» PROBLEM DESCRIPTION
Exact output of all the records is required.

[Collected data]
--- START ---

/******************************************************************************
   Author: Joaquín Béjar García
   Email: jb@taunais.com
   Date: 27/1/26
******************************************************************************/

//! Core identifier types.
//!
//! - [`MessageType`]: Registry key naming a block or transaction shape

use crate::error::RegistryError;
use arrayvec::ArrayString;
use serde::{Deserialize, Serialize};
use std::fmt;
use std::str::FromStr;

/// Maximum length for message-type identifiers in bytes.
pub const MESSAGE_TYPE_MAX_LEN: usize = 32;

/// Identifier of a registered record shape.
///
/// Transactions are keyed by their code (`"c1101"`, `"s4101"`) and individual
/// blocks by their block name (`"c1101OutBlock2"`). Identifiers are short
/// ASCII strings made of letters, digits, and underscores.
#[derive(Debug, Clone, Copy, PartialEq, Eq, PartialOrd, Ord, Hash, Serialize, Deserialize)]
#[repr(transparent)]
#[serde(transparent)]
pub struct MessageType(ArrayString<MESSAGE_TYPE_MAX_LEN>);

impl MessageType {
    /// Creates a new message type from a string slice.
    ///
    /// # Arguments
    /// * `s` - The identifier
    ///
    /// # Returns
    /// `Some(MessageType)` if the identifier is valid, `None` otherwise.
    #[must_use]
    pub fn new(s: &str) -> Option<Self> {
        s.parse().ok()
    }

    /// Returns the identifier as a string slice.
    #[inline]
    #[must_use]
    pub fn as_str(&self) -> &str {
        self.0.as_str()
    }

    /// Returns the length of the identifier in bytes.
    #[inline]
    #[must_use]
    pub fn len(&self) -> usize {
        self.0.len()
    }

    /// Returns true if the identifier is empty.
    #[inline]
    #[must_use]
    pub fn is_empty(&self) -> bool {
        self.0.is_empty()
    }
}

impl AsRef<str> for MessageType {
    fn as_ref(&self) -> &str {
        self.as_str()
    }
}

impl fmt::Display for MessageType {
    fn fmt(&self, f: &mut fmt::Formatter<'_>) -> fmt::Result {
        write!(f, "{}", self.0)
    }
}

impl FromStr for MessageType {
    type Err = RegistryError;

    fn from_str(s: &str) -> Result<Self, Self::Err> {
        let invalid = |reason: &str| RegistryError::InvalidKey {
            key: s.to_string(),
            reason: reason.to_string(),
        };
        if s.is_empty() {
            return Err(invalid("empty identifier"));
        }
        if !s.bytes().all(|b| b.is_ascii_alphanumeric() || b == b'_') {
            return Err(invalid("only ASCII letters, digits, and '_' are allowed"));
        }
        ArrayString::from(s)
            .map(Self)
            .map_err(|_| invalid("identifier too long"))
    }
}

impl TryFrom<&str> for MessageType {
    type Error = RegistryError;

    fn try_from(s: &str) -> Result<Self, Self::Error> {
        s.parse()
    }
}

#[cfg(test)]
mod tests {
    use super::*;

    #[test]
    fn test_message_type() {
        let key = MessageType::new("c1101OutBlock2").unwrap();
        assert_eq!(key.as_str(), "c1101OutBlock2");
        assert_eq!(key.len(), 14);
        assert!(!key.is_empty());
        assert_eq!(key.to_string(), "c1101OutBlock2");
    }

    #[test]
    fn test_message_type_too_long() {
        let long_str = "a".repeat(MESSAGE_TYPE_MAX_LEN + 1);
        assert!(MessageType::new(&long_str).is_none());
    }

    #[test]
    fn test_message_type_rejects_invalid_chars() {
        let err = "c1101 out".parse::<MessageType>().unwrap_err();
        assert!(matches!(err, RegistryError::InvalidKey { .. }));
        assert!(MessageType::new("").is_none());
    }
}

--- END ---

» TASK RESPONSE
/******************************************************************************
   Author: Joaquín Béjar García
   Email: jb@taunais.com
   Date: 27/1/26
******************************************************************************/

//! Core identifier types.
//!
//! - [`MessageType`]: Registry key naming a block or transaction shape

use crate::error::RegistryError;
use arrayvec::ArrayString;
use serde::{Deserialize, Serialize};
use std::fmt;
use std::str::FromStr;

/// Maximum length for message-type identifiers in bytes.
pub const MESSAGE_TYPE_MAX_LEN: usize = 32;

/// Identifier of a registered record shape.
///
/// Transactions are keyed by their code (`"c1101"`, `"s4101"`) and individual
/// blocks by their block name (`"c1101OutBlock2"`). Identifiers are short
/// ASCII strings made of letters, digits, and underscores.
#[derive(Debug, Clone, Copy, PartialEq, Eq, PartialOrd, Ord, Hash, Serialize, Deserialize)]
#[repr(transparent)]
#[serde(transparent)]
pub struct MessageType(ArrayString<MESSAGE_TYPE_MAX_LEN>);

impl MessageType {
    /// Creates a new message type from a string slice.
    ///
    /// # Arguments
    /// * `s` - The identifier
    ///
    /// # Returns
    /// `Some(MessageType)` if the identifier is valid, `None` otherwise.
    #[must_use]
    pub fn new(s: &str) -> Option<Self> {
        s.parse().ok()
    }

    /// Returns the identifier as a string slice.
    #[inline]
    #[must_use]
    pub fn as_str(&self) -> &str {
        self.0.as_str()
    }

    /// Returns the length of the identifier in bytes.
    #[inline]
    #[must_use]
    pub fn len(&self) -> usize {
        self.0.len()
    }

    /// Returns true if the identifier is empty.
    #[inline]
    #[must_use]
    pub fn is_empty(&self) -> bool {
        self.0.is_empty()
    }
}

impl AsRef<str> for MessageType {
    fn as_ref(&self) -> &str {
        self.as_str()
    }
}

impl fmt::Display for MessageType {
    fn fmt(&self, f: &mut fmt::Formatter<'_>) -> fmt::Result {
        write!(f, "{}", self.0)
    }
}

impl FromStr for MessageType {
    type Err = RegistryError;

    fn from_str(s: &str) -> Result<Self, Self::Err> {
        let invalid = |reason: &str| RegistryError::InvalidKey {
            key: s.to_string(),
            reason: reason.to_string(),
        };
        if s.is_empty() {
            return Err(invalid("empty identifier"));
        }
        if !s.bytes().all(|b| b.is_ascii_alphanumeric() || b == b'_') {
            return Err(invalid("only ASCII letters, digits, and '_' are allowed"));
        }
        ArrayString::from(s)
            .map(Self)
            .map_err(|_| invalid("identifier too long"))
    }
}

impl TryFrom<&str> for MessageType {
    type Error = RegistryError;

    fn try_from(s: &str) -> Result<Self, Self::Error> {
        s.parse()
    }
}

#[cfg(test)]
mod tests {
    use super::*;

    #[test]
    fn test_message_type() {
        let key = MessageType::new("c1101OutBlock2").unwrap();
        assert_eq!(key.as_str(), "c1101OutBlock2");
        assert_eq!(key.len(), 14);
        assert!(!key.is_empty());
        assert_eq!(key.to_string(), "c1101OutBlock2");
    }

    #[test]
    fn test_message_type_too_long() {
        let long_str = "a".repeat(MESSAGE_TYPE_MAX_LEN + 1);
        assert!(MessageType::new(&long_str).is_none());
    }

    #[test]
    fn test_message_type_rejects_invalid_chars() {
        let err = "c1101 out".parse::<MessageType>().unwrap_err();
        assert!(matches!(err, RegistryError::InvalidKey { .. }));
        assert!(MessageType::new("").is_none());
    }
}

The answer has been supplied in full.